Kazuo Ishiguro: Klara and the Sun

by Jennifer Bryce

Kazuo Ishiguro

This book has been longlisted for the 2021 Booker Prize. The only other book of this highly-regarded author that I’ve read is Remains of the Day. I may be at a disadvantage having not read his other work that ventures into science fiction, particularly Never Let Me Go, indeed in his reivew in The Guardian, Alex Preston suggests that Never Let Me Go, The Buried Giant and Klara and the Sun should be read as a trilogy https://www.theguardian.com/books/2021/mar/01/klara-and-the-sun-by-kazuo-ishiguro-review-another-masterpiece.

Klara is an android. Specifically she is an AF: an Artificial Friend – in this society, which feels very much like America in, say, thirty years’ time, the well-to-do young people have AFs who are combination sibling, plaything, and nursemaid. The book is written from the viewpoint of Klara, an AF who starts off in a shop on display with other AFs, but is ultimately chosen by Josie, a fragile adolescent.

Klara is powered by the sun, which for her seems to take on a kind of religious significance.  She is a mixture of intelligence (she can read, teach/ impart science) and what was for me unbelievable naivety, believing that the sun lives in a neighbour’s barn and that there is only one polluting machine in the world.

Josie and her mother (always referred to by Klara as ‘the mother’, Klara doesn’t seem to be able to use pronouns) take Klara home to what seems to be a well-to-do perhaps American household.
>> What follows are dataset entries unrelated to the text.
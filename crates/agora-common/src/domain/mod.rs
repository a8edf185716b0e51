//! Agora Domain Model
//!
//! - **Value Objects**: ContentKind, ContentStatus
//! - **Aggregates**: ContentMeta
//! - **Domain Events**: ModerationEvent
//! - **Repositories**: Repository, InMemoryRepository

pub mod value_objects;
pub mod aggregates;
pub mod events;
pub mod repositories;

pub use value_objects::*;
pub use aggregates::*;
pub use events::*;
pub use repositories::*;
use agora_forms::{FieldDraft, FieldType, FormBuilder};
use agora_sdk::{AgoraClient, ClientError, ContentKind, ContentStatus, EventDraft, OpportunityPatch};
use serde_json::{json, Value};
use tokio_test::{assert_err, assert_ok};
use uuid::Uuid;
use wiremock::matchers::{body_json, body_string_contains, header, method, path, query_param};
use wiremock::{Mock, MockServer, ResponseTemplate};

fn moderation(status: &str) -> Value {
    json!({
        "authorId": Uuid::nil(),
        "status": status,
        "featured": false,
        "createdAt": "2025-05-01T10:00:00Z",
        "updatedAt": "2025-05-01T10:00:00Z"
    })
}

fn event_json(id: Uuid) -> Value {
    let mut event = json!({
        "id": id,
        "title": "Rust meetup",
        "description": "Monthly meetup",
        "category": "meetup",
        "startDate": "2025-09-12T18:00:00Z",
        "endDate": "2025-09-12T21:00:00Z",
        "location": null,
        "tags": ["rust"],
        "formId": null,
        "registrationForm": null
    });
    if let (Some(event), Some(meta)) = (event.as_object_mut(), moderation("pending").as_object()) {
        event.extend(meta.clone());
    }
    event
}

#[tokio::test]
async fn test_create_event_sends_multipart_with_cookie() {
    let server = MockServer::start().await;
    let id = Uuid::new_v4();
    Mock::given(method("POST"))
        .and(path("/api/events"))
        .and(header("cookie", "token=session-jwt"))
        .and(body_string_contains("name=\"tags\""))
        .and(body_string_contains(r#"["rust"]"#))
        .and(body_string_contains("name=\"formSections\""))
        .respond_with(ResponseTemplate::new(201).set_body_json(json!({
            "success": true,
            "data": event_json(id),
            "error": null
        })))
        .expect(1)
        .mount(&server)
        .await;

    let mut form = FormBuilder::new("Registration", "");
    form.add_section("Personal Information", None);
    form.add_custom_field(0, FieldDraft::new("Full Name", FieldType::Text).required(true));

    let start = chrono::Utc::now();
    let draft = EventDraft::new("Rust meetup", "Monthly meetup", "meetup", start, start)
        .tags(["rust"])
        .registration_form(form.build());

    let client = AgoraClient::new(server.uri()).unwrap().with_token("session-jwt");
    let event = assert_ok!(client.create_event(&draft).await);
    assert_eq!(event.id, id);
    assert_eq!(event.moderation.status, ContentStatus::Pending);
    assert_eq!(event.tags, vec!["rust"]);
}

#[tokio::test]
async fn test_patch_opportunity_sends_only_changes() {
    let server = MockServer::start().await;
    let id = Uuid::new_v4();
    let mut body = json!({
        "id": id,
        "title": "Lead mentor",
        "description": "Guide newcomers",
        "category": "volunteer",
        "tags": [],
        "requirements": []
    });
    if let (Some(body), Some(meta)) = (body.as_object_mut(), moderation("approved").as_object()) {
        body.extend(meta.clone());
    }
    Mock::given(method("PATCH"))
        .and(path(format!("/api/opportunities/{id}")))
        .and(body_string_contains("name=\"title\""))
        .respond_with(ResponseTemplate::new(200).set_body_json(json!({ "success": true, "data": body })))
        .mount(&server)
        .await;

    let client = AgoraClient::new(server.uri()).unwrap();
    let patch = OpportunityPatch {
        title: Some("Lead mentor".into()),
        ..Default::default()
    };
    let opp = assert_ok!(client.patch_opportunity(id, &patch).await);
    assert_eq!(opp.title, "Lead mentor");

    let requests = server.received_requests().await.unwrap();
    let sent = String::from_utf8_lossy(&requests[0].body).to_string();
    assert!(!sent.contains("name=\"description\""));
}

#[tokio::test]
async fn test_field_errors_surface() {
    let server = MockServer::start().await;
    let form_id = Uuid::new_v4();
    Mock::given(method("POST"))
        .and(path(format!("/api/forms/{form_id}/responses")))
        .respond_with(ResponseTemplate::new(422).set_body_json(json!({
            "success": false,
            "data": null,
            "error": {
                "code": "VALIDATION_FAILED",
                "message": "1 field(s) failed validation",
                "details": [{ "fieldId": "field_1", "label": "Full Name", "message": "Full Name is required" }]
            }
        })))
        .mount(&server)
        .await;

    let client = AgoraClient::new(server.uri()).unwrap();
    let err = assert_err!(client.submit_response(form_id, &serde_json::Map::new()).await);
    match err {
        ClientError::Api { status, code, field_errors, .. } => {
            assert_eq!(status, 422);
            assert_eq!(code, "VALIDATION_FAILED");
            assert_eq!(field_errors.len(), 1);
            assert_eq!(field_errors[0].message, "Full Name is required");
        }
        other => panic!("unexpected error {other:?}"),
    }
}

#[tokio::test]
async fn test_approve_body_and_review_query() {
    let server = MockServer::start().await;
    let id = Uuid::new_v4();
    let mut item = json!({ "kind": "project", "id": id, "title": "Mesh radio" });
    if let (Some(item), Some(meta)) = (item.as_object_mut(), moderation("rejected").as_object()) {
        item.extend(meta.clone());
    }

    Mock::given(method("POST"))
        .and(path("/api/admin/approve"))
        .and(body_json(json!({ "kind": "project", "id": id, "approved": false, "reason": "spam" })))
        .respond_with(ResponseTemplate::new(200).set_body_json(json!({ "success": true, "data": item.clone() })))
        .mount(&server)
        .await;
    Mock::given(method("GET"))
        .and(path("/api/admin/review-contents"))
        .and(query_param("status", "rejected"))
        .and(query_param("kind", "project"))
        .respond_with(ResponseTemplate::new(200).set_body_json(json!({ "success": true, "data": [item] })))
        .mount(&server)
        .await;

    let client = AgoraClient::new(server.uri()).unwrap().with_token("admin-jwt");
    let reviewed = assert_ok!(client.approve(ContentKind::Project, id, false, Some("spam")).await);
    assert_eq!(reviewed.moderation.status, ContentStatus::Rejected);

    let queue = assert_ok!(
        client
            .review_contents(Some(ContentStatus::Rejected), Some(ContentKind::Project))
            .await
    );
    assert_eq!(queue.len(), 1);
    assert_eq!(queue[0].kind, ContentKind::Project);
}

#[tokio::test]
async fn test_not_found() {
    let server = MockServer::start().await;
    Mock::given(method("GET"))
        .respond_with(ResponseTemplate::new(404).set_body_json(json!({
            "success": false,
            "error": { "code": "NOT_FOUND", "message": "no record" }
        })))
        .mount(&server)
        .await;

    let client = AgoraClient::new(server.uri()).unwrap();
    let err = assert_err!(client.get_form(Uuid::new_v4()).await);
    assert!(err.is_not_found());
}
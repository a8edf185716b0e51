use std::collections::HashSet;

use agora_forms::codec::{from_column, to_column};
use agora_forms::{FieldPatch, FieldType, FormBuilder};
use proptest::prelude::*;
use proptest::test_runner::Config;

fn field_type() -> impl Strategy<Value = FieldType> {
    prop::sample::select(FieldType::ALL.to_vec())
}

fn populated(types: &[Vec<FieldType>]) -> FormBuilder {
    let mut builder = FormBuilder::new("Generated", "");
    for (index, section) in types.iter().enumerate() {
        builder.add_section(&format!("Section {index}"), None);
        for ty in section {
            builder.add_field(index, *ty);
        }
    }
    builder
}

proptest! {
    #![proptest_config(Config::with_cases(128))]

    #[test]
    fn add_field_order_matches_previous_count(types in prop::collection::vec(field_type(), 0..24)) {
        let mut builder = FormBuilder::new("Order", "");
        builder.add_section("Only", None);
        let mut seen = HashSet::new();
        for (previous, ty) in types.into_iter().enumerate() {
            let field = builder.add_field(0, ty).expect("section exists").clone();
            prop_assert_eq!(field.order as usize, previous);
            prop_assert!(seen.insert(field.id));
        }
    }

    #[test]
    fn remove_section_shrinks_by_one(
        sections in prop::collection::vec(prop::collection::vec(field_type(), 0..4), 1..6),
        pick in any::<prop::sample::Index>(),
    ) {
        let mut builder = populated(&sections);
        let before = builder.definition().sections.len();
        let index = pick.index(before);
        prop_assert!(builder.remove_section(index).is_some());
        prop_assert_eq!(builder.definition().sections.len(), before - 1);
    }

    #[test]
    fn remove_section_out_of_range_is_noop(
        sections in prop::collection::vec(prop::collection::vec(field_type(), 0..3), 0..4),
        extra in 0usize..10,
    ) {
        let mut builder = populated(&sections);
        let before = builder.definition().clone();
        prop_assert!(builder.remove_section(before.sections.len() + extra).is_none());
        prop_assert_eq!(builder.definition(), &before);
    }

    #[test]
    fn patch_preserves_untouched_properties(
        ty in field_type(),
        label in "[A-Za-z ]{1,20}",
        required in any::<bool>(),
    ) {
        let mut builder = FormBuilder::new("Merge", "");
        builder.add_section("Only", None);
        let original = builder.add_field(0, ty).expect("section exists").clone();

        let patch = FieldPatch { label: Some(label.clone()), required: Some(required), ..Default::default() };
        let patched = builder.update_field(0, 0, patch).expect("field exists").clone();

        prop_assert_eq!(&patched.label, &label);
        prop_assert_eq!(patched.required, required);
        prop_assert_eq!(&patched.id, &original.id);
        prop_assert_eq!(&patched.name, &original.name);
        prop_assert_eq!(patched.field_type, original.field_type);
        prop_assert_eq!(&patched.options, &original.options);
        prop_assert_eq!(&patched.validation, &original.validation);
        prop_assert_eq!(&patched.conditional_logic, &original.conditional_logic);
        prop_assert_eq!(patched.order, original.order);
    }

    #[test]
    fn column_round_trip(sections in prop::collection::vec(prop::collection::vec(field_type(), 0..5), 0..4)) {
        let form = populated(&sections).build();
        let column = to_column(&form).expect("encode");
        prop_assert_eq!(from_column(&column).expect("decode"), form);
    }
}
//! Persisted shape of a form definition
//!
//! Definitions live as JSON text in a single column of the owning row.

use crate::domain::FormDefinition;
use crate::Result;

pub fn to_column(form: &FormDefinition) -> Result<String> {
    Ok(serde_json::to_string(form)?)
}

pub fn from_column(text: &str) -> Result<FormDefinition> {
    Ok(serde_json::from_str(text)?)
}

/// Decode a nullable column.
pub fn from_optional_column(text: Option<&str>) -> Result<Option<FormDefinition>> {
    text.filter(|t| !t.trim().is_empty()).map(from_column).transpose()
}

#[cfg(test)]
mod tests {
    use super::*;
    use crate::builder::{FieldDraft, FormBuilder};
    use crate::domain::FieldType;
    use crate::FormsError;

    #[test]
    fn test_personal_information_round_trip() {
        let mut builder = FormBuilder::new("Registration", "Tell us about yourself");
        builder.add_section("Personal Information", None);
        builder.add_custom_field(0, FieldDraft::new("Full Name", FieldType::Text).required(true));
        builder.add_custom_field(0, FieldDraft::new("T-Shirt Size", FieldType::Select).options(["S", "M", "L"]));
        let form = builder.build();

        let column = to_column(&form).unwrap();
        let reloaded = from_column(&column).unwrap();
        assert_eq!(reloaded, form);

        let json: serde_json::Value = serde_json::from_str(&column).unwrap();
        let fields = &json["sections"][0]["fields"];
        assert_eq!(json["sections"][0]["title"], "Personal Information");
        assert_eq!(fields[0]["required"], true);
        assert_eq!(fields[1]["options"], serde_json::json!(["S", "M", "L"]));
        assert_eq!(fields[1]["required"], false);
    }

    #[test]
    fn test_optional_column() {
        assert!(from_optional_column(None).unwrap().is_none());
        assert!(from_optional_column(Some("  ")).unwrap().is_none());
        assert!(matches!(from_optional_column(Some("{")), Err(FormsError::Json(_))));
    }
}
The mother is a professional, who drives off to work each day, divorced from Josie’s father. There is a housekeeper, Melania Housekeeper (a coincidence that this is the name of the former US First Lady?). As I read, in my mind everything was a bit artificial. And why don’t they have a robot to do the housework? The house is in a rural setting – in my mind it was rather like a toy farmhouse and although the other characters were ‘real’ people, I pictured them as rather robotic.

Josie’s illness may have been caused by her being ‘lifted’ – something that seemed to happen to children of a certain class (maybe surgery – it’s unclear) that increases their intelligence. Josie’s friend Rick hasn’t been through this process – he seems quite bright without it (he designs drones), but the reason is most likely that his family is not well-to-do. We later learn that Josie’s sister died, possibly connected to the ‘lifting’ procedure. The main drama is that Josie might die like her sister.
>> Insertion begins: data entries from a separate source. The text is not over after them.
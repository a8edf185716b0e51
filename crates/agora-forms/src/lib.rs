//! Agora Dynamic Forms
//!
//! Form definitions attached to events and opportunities to collect
//! registrant and applicant data.
//!
//! ## Features
//! - Section/field builder with positional option editing
//! - One conditional rule per field (show, hide, require, jump)
//! - Definition checks (duplicate ids, dangling rule references)
//! - Response validation against the evaluated form state
//! - JSON column codec and multipart submission payloads

use thiserror::Error;

pub mod builder;
pub mod check;
pub mod codec;
pub mod domain;
pub mod logic;
pub mod payload;
pub mod validate;

pub use builder::{FieldDraft, FieldPatch, FormBuilder};
pub use check::{check, ensure_valid, DefinitionIssue, Severity};
pub use domain::*;
pub use logic::{evaluate, FieldState, FormState, Responses};
pub use payload::{Payload, PayloadBuilder, PayloadError};
pub use validate::{validate, FieldError};

// =============================================================================
// Error Types
// =============================================================================

#[derive(Error, Debug)]
pub enum FormsError {
    #[error("Form closed")]
    FormClosed,

    #[error("Invalid form definition: {0}")]
    InvalidDefinition(String),

    #[error("Malformed form JSON: {0}")]
    Json(#[from] serde_json::Error),
}

pub type Result<T> = std::result::Result<T, FormsError>;
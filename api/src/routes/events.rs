//! Event endpoints
//!
//! Create and replace take `multipart/form-data`. Array values (`tags`,
//! `formSections`) arrive JSON-stringified.

use std::sync::Arc;

use agora_common::ContentMeta;
use agora_forms::Payload;
use axum::extract::{Path, Query, State};
use axum::http::StatusCode;
use axum::routing::get;
use axum::{Json, Router};
use chrono::{DateTime, Utc};
use uuid::Uuid;

use super::{ensure_visible, form_id_part, form_part, list_part, optional_text, record_edit, text_part, timestamp_part};
use crate::error::{ApiError, ApiResult};
use crate::middleware::auth::AuthUser;
use crate::middleware::multipart::MultipartPayload;
use crate::models::*;
use crate::ApiState;

const REQUIRED_PARTS: &[&str] = &["title", "description", "category", "startDate", "endDate"];

pub fn router() -> Router<Arc<ApiState>> {
    Router::new()
        .route("/", get(list_events).post(create_event))
        .route("/:id", get(get_event).put(replace_event))
}

/// Every editable event property, read from one multipart body
struct EventInput {
    title: String,
    description: String,
    category: String,
    start_date: DateTime<Utc>,
    end_date: DateTime<Utc>,
    location: Option<String>,
    tags: Vec<String>,
    form_id: Option<Uuid>,
    registration_form: Option<String>,
}

impl EventInput {
    async fn read(state: &ApiState, payload: &Payload) -> ApiResult<Self> {
        payload.require(REQUIRED_PARTS)?;
        let (Some(start_date), Some(end_date)) =
            (timestamp_part(payload, "startDate")?, timestamp_part(payload, "endDate")?)
        else {
            return Err(ApiError::BadRequest("`startDate` and `endDate` are required".into()));
        };
        if end_date < start_date {
            return Err(ApiError::BadRequest("`endDate` must not be before `startDate`".into()));
        }

        Ok(Self {
            title: text_part(payload, "title"),
            description: text_part(payload, "description"),
            category: text_part(payload, "category"),
            start_date,
            end_date,
            location: optional_text(payload, "location"),
            tags: list_part(payload, "tags")?.unwrap_or_default(),
            form_id: form_id_part(state, payload).await?,
            registration_form: form_part(payload)?,
        })
    }

    fn into_event(self, id: Uuid, meta: ContentMeta) -> Event {
        Event {
            id,
            title: self.title,
            description: self.description,
            category: self.category,
            start_date: self.start_date,
            end_date: self.end_date,
            location: self.location,
            tags: self.tags,
            form_id: self.form_id,
            registration_form: self.registration_form,
            meta,
        }
    }
}

/// List approved events
#[utoipa::path(
    get,
    path = "/api/events",
    params(ListQuery),
    responses(
        (status = 200, description = "Approved events, oldest first", body = [EventView])
    ),
    tag = "events"
)]
pub async fn list_events(
    State(state): State<Arc<ApiState>>,
    Query(query): Query<ListQuery>,
) -> ApiResult<Json<ApiResponse<Vec<EventView>>>> {
    let events = state
        .events
        .list()
        .await?
        .iter()
        .filter(|e| query.admits(&e.meta))
        .map(EventView::try_from)
        .collect::<Result<Vec<_>, _>>()?;
    Ok(Json(ApiResponse::success(events)))
}

/// Get an event
#[utoipa::path(
    get,
    path = "/api/events/{id}",
    params(("id" = Uuid, Path, description = "Event ID")),
    responses(
        (status = 200, description = "Event details", body = EventView),
        (status = 404, description = "Event not found or not yet approved", body = ErrorResponse)
    ),
    tag = "events"
)]
pub async fn get_event(
    State(state): State<Arc<ApiState>>,
    viewer: Option<AuthUser>,
    Path(id): Path<Uuid>,
) -> ApiResult<Json<ApiResponse<EventView>>> {
    let event = state.events.get(id).await?;
    ensure_visible(&event.meta, viewer.as_ref())?;
    Ok(Json(ApiResponse::success(EventView::try_from(&event)?)))
}

/// Submit an event for review
#[utoipa::path(
    post,
    path = "/api/events",
    request_body(
        content = String,
        content_type = "multipart/form-data",
        description = "title, description, category, startDate, endDate, location, tags (JSON), formId, formTitle, formDescription, formSections (JSON), formSettings (JSON)"
    ),
    responses(
        (status = 201, description = "Event created, pending review", body = EventView),
        (status = 400, description = "Missing or malformed parts", body = ErrorResponse),
        (status = 401, description = "Not signed in", body = ErrorResponse),
        (status = 422, description = "Attached form has errors", body = ErrorResponse)
    ),
    tag = "events"
)]
pub async fn create_event(
    State(state): State<Arc<ApiState>>,
    user: AuthUser,
    multipart: MultipartPayload,
) -> ApiResult<(StatusCode, Json<ApiResponse<EventView>>)> {
    let MultipartPayload(payload) = multipart;
    let input = EventInput::read(&state, &payload).await?;
    let event = input.into_event(Uuid::new_v4(), ContentMeta::new(user.id));
    state.events.insert(&event).await?;
    tracing::info!(event_id = %event.id, author = %user.id, "event submitted");
    Ok((StatusCode::CREATED, Json(ApiResponse::success(EventView::try_from(&event)?))))
}

/// Replace an event
#[utoipa::path(
    put,
    path = "/api/events/{id}",
    params(("id" = Uuid, Path, description = "Event ID")),
    request_body(content = String, content_type = "multipart/form-data", description = "Same parts as create"),
    responses(
        (status = 200, description = "Event replaced", body = EventView),
        (status = 403, description = "Not the author or an admin", body = ErrorResponse),
        (status = 404, description = "Event not found", body = ErrorResponse)
    ),
    tag = "events"
)]
pub async fn replace_event(
    State(state): State<Arc<ApiState>>,
    user: AuthUser,
    Path(id): Path<Uuid>,
    multipart: MultipartPayload,
) -> ApiResult<Json<ApiResponse<EventView>>> {
    let MultipartPayload(payload) = multipart;
    let existing = state.events.get(id).await?;
    user.ensure_can_edit(existing.meta.author_id)?;

    let input = EventInput::read(&state, &payload).await?;
    let mut meta = existing.meta;
    record_edit(&mut meta, &user);
    let event = input.into_event(id, meta);
    state.events.save(&event).await?;
    tracing::info!(event_id = %id, editor = %user.id, status = %event.meta.status, "event replaced");
    Ok(Json(ApiResponse::success(EventView::try_from(&event)?)))
}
Klara has learned to be devoted and believes that it is her duty to ‘save’ Josie. Klara learns that she is, in fact, being groomed by Josie’s parents (with the help of a scientist, Capaldi) to take on Josie’s characteristics to replace her in the event of her death. Perhaps fortunately, Josie does not die. Is she saved by Klara’s exhortations to the sun?
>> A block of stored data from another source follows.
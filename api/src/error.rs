//! API error type and its JSON envelope

use agora_common::{ModerationError, RepositoryError};
use agora_forms::{FieldError, FormsError, PayloadError};
use axum::http::StatusCode;
use axum::response::{IntoResponse, Response};
use axum::Json;
use thiserror::Error;

use crate::models::ApiResponse;

pub type ApiResult<T> = Result<T, ApiError>;

#[derive(Debug, Error)]
pub enum ApiError {
    #[error("{0}")]
    BadRequest(String),

    #[error("{} field(s) failed validation", .0.len())]
    Validation(Vec<FieldError>),

    #[error("{0}")]
    InvalidDefinition(String),

    #[error("{0}")]
    Unauthorized(String),

    #[error("{0}")]
    Forbidden(String),

    #[error("{0}")]
    NotFound(String),

    #[error("{0}")]
    Conflict(String),

    #[error("internal error: {0}")]
    Internal(String),
}

impl ApiError {
    pub fn status(&self) -> StatusCode {
        match self {
            Self::BadRequest(_) => StatusCode::BAD_REQUEST,
            Self::Validation(_) | Self::InvalidDefinition(_) => StatusCode::UNPROCESSABLE_ENTITY,
            Self::Unauthorized(_) => StatusCode::UNAUTHORIZED,
            Self::Forbidden(_) => StatusCode::FORBIDDEN,
            Self::NotFound(_) => StatusCode::NOT_FOUND,
            Self::Conflict(_) => StatusCode::CONFLICT,
            Self::Internal(_) => StatusCode::INTERNAL_SERVER_ERROR,
        }
    }

    /// Stable machine-readable code
    pub fn code(&self) -> &'static str {
        match self {
            Self::BadRequest(_) => "BAD_REQUEST",
            Self::Validation(_) => "VALIDATION_FAILED",
            Self::InvalidDefinition(_) => "INVALID_FORM",
            Self::Unauthorized(_) => "UNAUTHORIZED",
            Self::Forbidden(_) => "FORBIDDEN",
            Self::NotFound(_) => "NOT_FOUND",
            Self::Conflict(_) => "CONFLICT",
            Self::Internal(_) => "INTERNAL",
        }
    }

    fn details(&self) -> Option<serde_json::Value> {
        match self {
            Self::Validation(errors) => serde_json::to_value(errors).ok(),
            _ => None,
        }
    }
}

impl IntoResponse for ApiError {
    fn into_response(self) -> Response {
        let status = self.status();
        if status.is_server_error() {
            tracing::error!(error = %self, "request failed");
        } else {
            tracing::debug!(code = self.code(), error = %self, "request rejected");
        }

        let mut body = ApiResponse::<()>::error(self.code(), &self.to_string());
        if let Some(error) = body.error.as_mut() {
            error.details = self.details();
        }
        (status, Json(body)).into_response()
    }
}

impl From<RepositoryError> for ApiError {
    fn from(err: RepositoryError) -> Self {
        match err {
            RepositoryError::NotFound(id) => Self::NotFound(format!("no record with id {id}")),
            RepositoryError::Conflict(id) => Self::Conflict(format!("record {id} already exists")),
            RepositoryError::StorageError(msg) => Self::Internal(msg),
        }
    }
}

impl From<ModerationError> for ApiError {
    fn from(err: ModerationError) -> Self {
        Self::Conflict(err.to_string())
    }
}

impl From<FormsError> for ApiError {
    fn from(err: FormsError) -> Self {
        match err {
            FormsError::FormClosed => Self::Conflict(err.to_string()),
            FormsError::InvalidDefinition(msg) => Self::InvalidDefinition(msg),
            // Stored columns are written by this service; unreadable JSON is ours.
            FormsError::Json(e) => Self::Internal(format!("stored form is unreadable: {e}")),
        }
    }
}

impl From<PayloadError> for ApiError {
    fn from(err: PayloadError) -> Self {
        Self::BadRequest(err.to_string())
    }
}

#[cfg(test)]
mod tests {
    use super::*;
    use agora_common::ContentStatus;

    #[test]
    fn test_status_mapping() {
        assert_eq!(ApiError::from(RepositoryError::NotFound("x".into())).status(), StatusCode::NOT_FOUND);
        assert_eq!(
            ApiError::from(ModerationError::NotApproved(ContentStatus::Pending)).status(),
            StatusCode::CONFLICT
        );
        assert_eq!(
            ApiError::from(PayloadError::Missing(vec!["title".into()])).status(),
            StatusCode::BAD_REQUEST
        );
        assert_eq!(
            ApiError::from(FormsError::InvalidDefinition("dup".into())).status(),
            StatusCode::UNPROCESSABLE_ENTITY
        );
    }

    #[test]
    fn test_validation_details() {
        let err = ApiError::Validation(vec![FieldError {
            field_id: "f1".into(),
            label: "Email".into(),
            message: "Email is required".into(),
        }]);
        let details = err.details().unwrap();
        assert_eq!(details[0]["fieldId"], "f1");
        assert_eq!(err.to_string(), "1 field(s) failed validation");
    }
}
//! Domain Events - Record significant occurrences in the domain
//!
//! Events are:
//! - Immutable records of past occurrences
//! - Named in past tense

use chrono::{DateTime, Utc};
use serde::{Deserialize, Serialize};
use uuid::Uuid;

use super::value_objects::ContentKind;

/// Base event metadata
#[derive(Debug, Clone, PartialEq, Serialize, Deserialize)]
#[serde(rename_all = "camelCase")]
pub struct EventMetadata {
    /// Unique event ID
    pub event_id: Uuid,
    /// Timestamp
    pub timestamp: DateTime<Utc>,
    /// Kind of the moderated content
    pub kind: ContentKind,
    /// ID of the moderated content
    pub content_id: Uuid,
    /// Moderator who acted
    pub moderator_id: Uuid,
}

impl EventMetadata {
    pub fn new(kind: ContentKind, content_id: Uuid, moderator_id: Uuid) -> Self {
        Self {
            event_id: Uuid::new_v4(),
            timestamp: Utc::now(),
            kind,
            content_id,
            moderator_id,
        }
    }
}

/// Moderation decision on a content record
#[derive(Debug, Clone, PartialEq, Serialize, Deserialize)]
#[serde(tag = "type", rename_all = "camelCase")]
pub enum ModerationEvent {
    /// Content was approved
    ContentApproved { metadata: EventMetadata },
    /// Content was rejected
    ContentRejected {
        metadata: EventMetadata,
        reason: Option<String>,
    },
    /// Featured flag changed
    ContentFeatured { metadata: EventMetadata, featured: bool },
}

impl ModerationEvent {
    pub fn approved(kind: ContentKind, id: Uuid, moderator: Uuid) -> Self {
        Self::ContentApproved {
            metadata: EventMetadata::new(kind, id, moderator),
        }
    }

    pub fn rejected(kind: ContentKind, id: Uuid, moderator: Uuid, reason: Option<String>) -> Self {
        Self::ContentRejected {
            metadata: EventMetadata::new(kind, id, moderator),
            reason,
        }
    }

    pub fn featured(kind: ContentKind, id: Uuid, moderator: Uuid, featured: bool) -> Self {
        Self::ContentFeatured {
            metadata: EventMetadata::new(kind, id, moderator),
            featured,
        }
    }

    pub fn event_type(&self) -> &'static str {
        match self {
            Self::ContentApproved { .. } => "content.approved",
            Self::ContentRejected { .. } => "content.rejected",
            Self::ContentFeatured { .. } => "content.featured",
        }
    }

    pub fn metadata(&self) -> &EventMetadata {
        match self {
            Self::ContentApproved { metadata }
            | Self::ContentRejected { metadata, .. }
            | Self::ContentFeatured { metadata, .. } => metadata,
        }
    }

    /// Emit the event to the tracing pipeline
    pub fn log(&self) {
        let meta = self.metadata();
        tracing::info!(
            event = self.event_type(),
            kind = %meta.kind,
            content_id = %meta.content_id,
            moderator_id = %meta.moderator_id,
            "moderation decision"
        );
    }
}

#[cfg(test)]
mod tests {
    use super::*;

    #[test]
    fn test_event_serialization_is_tagged() {
        let event = ModerationEvent::featured(ContentKind::Event, Uuid::new_v4(), Uuid::new_v4(), true);
        let json = serde_json::to_value(&event).unwrap();
        assert_eq!(json["type"], "contentFeatured");
        assert_eq!(json["featured"], true);
        assert_eq!(json["metadata"]["kind"], "event");
    }
}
As Josie gets older, Klara is needed less and is consigned to a utility cupboard. When Josie goes off to college she glibly says, ‘You’ve been just great, Klara’.  That’s it. And Klara ends her days in a rubbish dump, where she is visited by her original store manager and she is in the company of other abandoned AFs – that seems to be what happens. This is acclaimed as a book about love. For me it was more a pessimistic comment on present-day society.